Reducing Some City Parks to the Status of Beggars
Steve Hindy, the Brooklyn Brewery baron and a fellow whose love of this city is manifest, serves as board member of the Prospect Park Alliance. He noticed the city was steadily edging away from its financial commitment.
“About 10 years ago, the city contributed about 60 percent of the park budget and we raised the rest,” Mr. Hindy recalled. “I suggested to our board that we draw a line and say ‘no more cuts.’ ”
Fast forward a decade. The city contributes perhaps 40 percent of the budget for this grandly diverse park. The Alliance scrapes up the rest from corporations and foundations and by insistently shaking a tin cup before city and state legislators.
“Someone should really blow the whistle for what’s happened to parks,” Mr. Hindy notes. “People should let their elected officials know that they have cut the throats of the parks for years.”
That brings me to my recent tour of Prospect Park’s Nethermead, in the company of my dog Monk. We found a sun-baked mud scar running along the path from the lake to the Nethermead. Another dirt track cut a scabrous scar across the meadow’s western flank.
This is the residue of the Great GoogaMooga, the food and music festival that recently took over the heart of this Olmsted gem. Last year it left much of the meadow unusable for the summer. Yet to leave my grumpy accounting at the doorstep of the Alliance president, Emily Lloyd, who signed off on the festival, would be unfair, or at least incomplete.
Two decades ago I wheeled my son’s stroller into the Nethermead and discovered that vandals had smashed every lamp. Tree roots suffered from erosion; graffiti was everywhere. The Prospect Park Alliance oversaw the revival of this park, on a shoestring.
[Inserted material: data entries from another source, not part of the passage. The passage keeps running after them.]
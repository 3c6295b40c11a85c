//! Runs the deploy command inside the bundled workspace.

use miette::Diagnostic;
use std::ffi::OsString;
use std::path::Path;
use std::process::{Command, ExitStatus};
use thiserror::Error;

/// Errors from the deploy step.
#[derive(Error, Debug, Diagnostic)]
pub enum DeployError {
    /// No command was supplied.
    #[error("No deploy command given")]
    #[diagnostic(
        code(gobundle::deploy::missing_command),
        help("For example: gobundle tar zcvf $PWD/app.tar.gz .")
    )]
    MissingCommand,

    /// The command could not be started.
    #[error("Unable to run {command:?}: {source}")]
    #[diagnostic(
        code(gobundle::deploy::spawn),
        help("Check that the command exists and is on PATH")
    )]
    Spawn {
        /// The command line that was attempted.
        command: String,
        /// The underlying I/O error.
        #[source]
        source: std::io::Error,
    },

    /// The command ran and reported failure.
    #[error("Unable to run {command:?}: {status}")]
    #[diagnostic(code(gobundle::deploy::failed))]
    Failed {
        /// The command line that was attempted.
        command: String,
        /// Exit status of the command.
        status: ExitStatus,
    },
}

/// Joins a command line for display.
fn display_command(command: &[OsString]) -> String {
    command
        .iter()
        .map(|arg| arg.to_string_lossy())
        .collect::<Vec<_>>()
        .join(" ")
}

/// Runs `command` with `workspace` as its working directory and the current
/// process's stdio.
///
/// # Errors
///
/// Returns [`DeployError`] if the command is empty, cannot be spawned, or exits
/// unsuccessfully.
pub fn run(command: &[OsString], workspace: &Path) -> Result<(), DeployError> {
    let Some((program, args)) = command.split_first() else {
        return Err(DeployError::MissingCommand);
    };
    let command_line = display_command(command);
    tracing::debug!("Running command {:?} in {}", command_line, workspace.display());

    let status = Command::new(program)
        .args(args)
        .current_dir(workspace)
        .status()
        .map_err(|source| DeployError::Spawn {
            command: command_line.clone(),
            source,
        })?;

    if status.success() {
        Ok(())
    } else {
        Err(DeployError::Failed {
            command: command_line,
            status,
        })
    }
}
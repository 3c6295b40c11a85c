//! GOPATH-style package lookup.
//!
//! [`GoBuildContext`] answers [`BuildMetadata`] queries for a Go source tree
//! laid out the classic way: the standard library under `GOROOT/src`, everything
//! else under one of the `GOPATH/src` trees, optionally shadowed by `vendor/`
//! directories between the importer and its source root.
//!
//! Build constraints are ignored on purpose: every non-test `.go` file counts,
//! whatever its GOOS/GOARCH suffix or `//go:build` line. That is the greedy view
//! a bundler needs, since the target platform decides later which files to
//! compile.

use crate::error::{Error, Result};
use crate::scan::imports_in_source;
use gobundle_core::{BuildMetadata, BuildUnit, Lookup};
use std::collections::BTreeSet;
use std::ffi::OsString;
use std::fs;
use std::path::{Component, Path, PathBuf};
use std::process::Command;

/// Package lookup over a GOROOT and an ordered GOPATH list.
#[derive(Debug, Clone, PartialEq, Eq)]
pub struct GoBuildContext {
    goroot: PathBuf,
    gopath: Vec<PathBuf>,
}

impl GoBuildContext {
    /// Creates a context from explicit roots.
    pub fn new(goroot: impl Into<PathBuf>, gopath: Vec<PathBuf>) -> Self {
        Self {
            goroot: goroot.into(),
            gopath,
        }
    }

    /// Creates a context from `GOROOT` / `GOPATH`, falling back to
    /// `go env GOROOT` and `$HOME/go`.
    ///
    /// # Errors
    ///
    /// Returns an error if either root cannot be determined.
    pub fn from_env() -> Result<Self> {
        Self::from_parts(
            std::env::var_os("GOROOT"),
            std::env::var_os("GOPATH"),
        )
    }

    /// Creates a context from optional raw `GOROOT` / `GOPATH` values, detecting
    /// whatever is missing.
    ///
    /// # Errors
    ///
    /// Returns an error if either root cannot be determined.
    pub fn from_parts(goroot: Option<OsString>, gopath: Option<OsString>) -> Result<Self> {
        let goroot = match goroot.filter(|v| !v.is_empty()) {
            Some(goroot) => PathBuf::from(goroot),
            None => detect_goroot()?,
        };
        let gopath = match gopath.filter(|v| !v.is_empty()) {
            Some(gopath) => std::env::split_paths(&gopath)
                .filter(|p| !p.as_os_str().is_empty())
                .collect(),
            None => vec![dirs::home_dir().ok_or(Error::GopathNotFound)?.join("go")],
        };
        let context = Self::new(goroot, gopath);
        tracing::debug!("Using build context {:?}", context);
        Ok(context)
    }

    /// The platform distribution root.
    #[must_use]
    pub fn goroot(&self) -> &Path {
        &self.goroot
    }

    /// The GOPATH entries, in search order.
    #[must_use]
    pub fn gopath(&self) -> &[PathBuf] {
        &self.gopath
    }

    /// Source roots that may contain `vendor/` trees: GOROOT first, then GOPATH.
    fn src_roots(&self) -> impl Iterator<Item = PathBuf> + '_ {
        std::iter::once(self.goroot.join("src")).chain(self.gopath.iter().map(|p| p.join("src")))
    }

    fn is_platform(&self, dir: &Path) -> bool {
        dir.starts_with(self.goroot.join("src"))
    }

    /// Locates `import_path` as seen from `src_dir`.
    fn find(&self, import_path: &str, src_dir: &Path) -> Option<PathBuf> {
        if is_local_import(import_path) {
            let dir = clean(&src_dir.join(import_path));
            return dir.is_dir().then_some(dir);
        }

        if let Some(dir) = self.find_vendored(import_path, src_dir) {
            return Some(dir);
        }

        self.src_roots()
            .map(|root| root.join(import_path))
            .find(|dir| dir.is_dir())
    }

    /// Searches `vendor/` directories from `src_dir` up to, but excluding, the
    /// source root that contains it.
    fn find_vendored(&self, import_path: &str, src_dir: &Path) -> Option<PathBuf> {
        let root = self.src_roots().find(|root| src_dir.starts_with(root))?;
        src_dir
            .ancestors()
            .take_while(|dir| *dir != root)
            .map(|dir| dir.join("vendor").join(import_path))
            .find(|dir| dir.is_dir() && has_go_files(dir))
    }

    /// Scans the package in `dir`.
    fn inspect(&self, import_path: &str, dir: &Path) -> Lookup {
        match package_imports(dir) {
            Ok(Some(imports)) => Lookup::Resolved(BuildUnit {
                dir: Some(dir.to_path_buf()),
                import_path: import_path.to_string(),
                platform_provided: self.is_platform(dir),
                imports: imports.into_iter().collect(),
            }),
            Ok(None) => Lookup::Error(format!(
                "no buildable Go source files in {}",
                dir.display()
            )),
            Err(e) => Lookup::Error(format!("unable to read {}: {e}", dir.display())),
        }
    }
}

impl BuildMetadata for GoBuildContext {
    fn import_dir(&self, dir: &Path) -> Lookup {
        let dir = std::path::absolute(dir).unwrap_or_else(|_| dir.to_path_buf());
        self.inspect("", &dir)
    }

    fn import(&self, import_path: &str, src_dir: &Path) -> Lookup {
        match self.find(import_path, src_dir) {
            Some(dir) => self.inspect(import_path, &dir),
            None => Lookup::Unresolved,
        }
    }
}

fn detect_goroot() -> Result<PathBuf> {
    let output = Command::new("go")
        .args(["env", "GOROOT"])
        .output()
        .map_err(|e| Error::GorootNotFound {
            message: format!("unable to run `go env GOROOT`: {e}"),
        })?;
    if !output.status.success() {
        return Err(Error::GorootNotFound {
            message: String::from_utf8_lossy(&output.stderr).trim().to_string(),
        });
    }
    let goroot = String::from_utf8_lossy(&output.stdout).trim().to_string();
    if goroot.is_empty() {
        return Err(Error::GorootNotFound {
            message: "`go env GOROOT` printed nothing".to_string(),
        });
    }
    Ok(PathBuf::from(goroot))
}

fn is_local_import(import_path: &str) -> bool {
    import_path == "."
        || import_path == ".."
        || import_path.starts_with("./")
        || import_path.starts_with("../")
}

/// Lexically normalizes `path`, resolving `.` and `..` components.
fn clean(path: &Path) -> PathBuf {
    let mut out = PathBuf::new();
    for component in path.components() {
        match component {
            Component::CurDir => {}
            Component::ParentDir => {
                out.pop();
            }
            other => out.push(other),
        }
    }
    out
}

/// Whether a directory entry name is a Go source file that takes part in a
/// regular (non-test) build.
fn is_go_source(name: &str) -> bool {
    name.ends_with(".go")
        && !name.ends_with("_test.go")
        && !name.starts_with('_')
        && !name.starts_with('.')
}

fn go_sources(dir: &Path) -> std::io::Result<Vec<PathBuf>> {
    let mut sources = Vec::new();
    for entry in fs::read_dir(dir)? {
        let entry = entry?;
        let Some(name) = entry.file_name().to_str().map(str::to_string) else {
            continue;
        };
        if !is_go_source(&name) {
            continue;
        }
        let path = entry.path();
        // Follows symlinks.
        if path.is_file() {
            sources.push(path);
        }
    }
    sources.sort();
    Ok(sources)
}

fn has_go_files(dir: &Path) -> bool {
    go_sources(dir).is_ok_and(|sources| !sources.is_empty())
}

/// Union of the imports of every source file in `dir`, or `None` if it holds
/// no Go sources.
fn package_imports(dir: &Path) -> std::io::Result<Option<BTreeSet<String>>> {
    let sources = go_sources(dir)?;
    if sources.is_empty() {
        return Ok(None);
    }
    let mut imports = BTreeSet::new();
    for source in sources {
        let text = fs::read_to_string(&source)?;
        imports.extend(imports_in_source(&text));
    }
    Ok(Some(imports))
}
So it turns to fund-raisers like GoogaMooga, which cause many to howl.
New York’s parks offer a feudal landscape of the privileged and underprivileged. There is the squire’s fancy that is the Brooklyn Bridge Park, the Von Furstenberg/Barry Dillered ornament that is the High Line, and of course the grand duchy that is the Central Park Conservancy.
These largely private operations are not for plebes. The Central Park Conservancy manages $220 million in assets, and has four officials who make more money than the cityparks commissioner, Veronica M. White. At a High Line fund-raiser, a host held aloft a million-dollar check and asked for a match. Another $1 million check was written on the spot.
At the other end of this spectrum, the cracked path around the Shore Park-Verrazano Narrows offers an exercise in horizontal mountain biking. At Flushing Meadows-Corona Park children play in dry wading pools and lake paths are unnavigable without machetes.
Prospect Park occupies a middle ground. It has overseen a stunningly beautiful reconstruction of its lake side. It also rents out its Audubon Center on weekends to the wedding-bar mitzvah-birthday crowd.
Our lame duck mayor, Michael R. Bloomberg, has started to turn off his charitable money shower. His foundation informed the Prospect Park Alliance that it intended to end its quarter-million dollar annual contribution. (Ms. Lloyd declined to discuss this.)
“Prospect Park is not even close to Central Park,” Mr. Hindy notes. “It’s golden apples and regular oranges.”
Those who defend privatization are candid. Ask about inequity and they talk of commodities; the emerald brilliance of Central Park draws tourists. The High Line is a brooch in the luxury transformation of Chelsea.
As for Flushing Meadows? When told that partisans hoped to transform a homely asphalt-ringed fountain into a grass-edged lake, John Alschuler Jr., co-chairman of theFriends of the High Line, offered an exasperated sigh. In his day job, he lobbies to place a U.F.O.-size professional soccer stadium in the midst of that Queens park.
Cities, he said, no longer pay for parks properly. Such exuberant hopes will not be realized in my life, he said, or that of my child. Find a corporate sponsor, he suggested.
So condescension passes as realism.
Holly Leicht of New Yorkers for Parks is a vigorous parks advocate, and would demand transparency and accountability from conservancies. But she would not upset the conservancy lords until the Parks Department is properly financed and revamped.
This feels backward. Former Police Commissioner Bill Bratton transformed a hidebound Police Department in months; why demand less of the Parks Department?
And why not toss down a challenge: John Paulson made a tremendous bundle betting that the housing market would tank disastrously and donated $100 million to Central Park, which lies in his backyard. Perhaps 50 percent of his money should go to the other parks. It’s that old notion of the public weal.
Ms. Lloyd, the president of the Prospect Park Alliance, tiptoes so carefully. “In this country, we don’t really fund public infrastructure and public spaces as we do in other countries,” she said. “It’s always a huge stretch.”
No doubt this is so. The question is whether in this densest of American cities, privatized parks serve the broadest public good.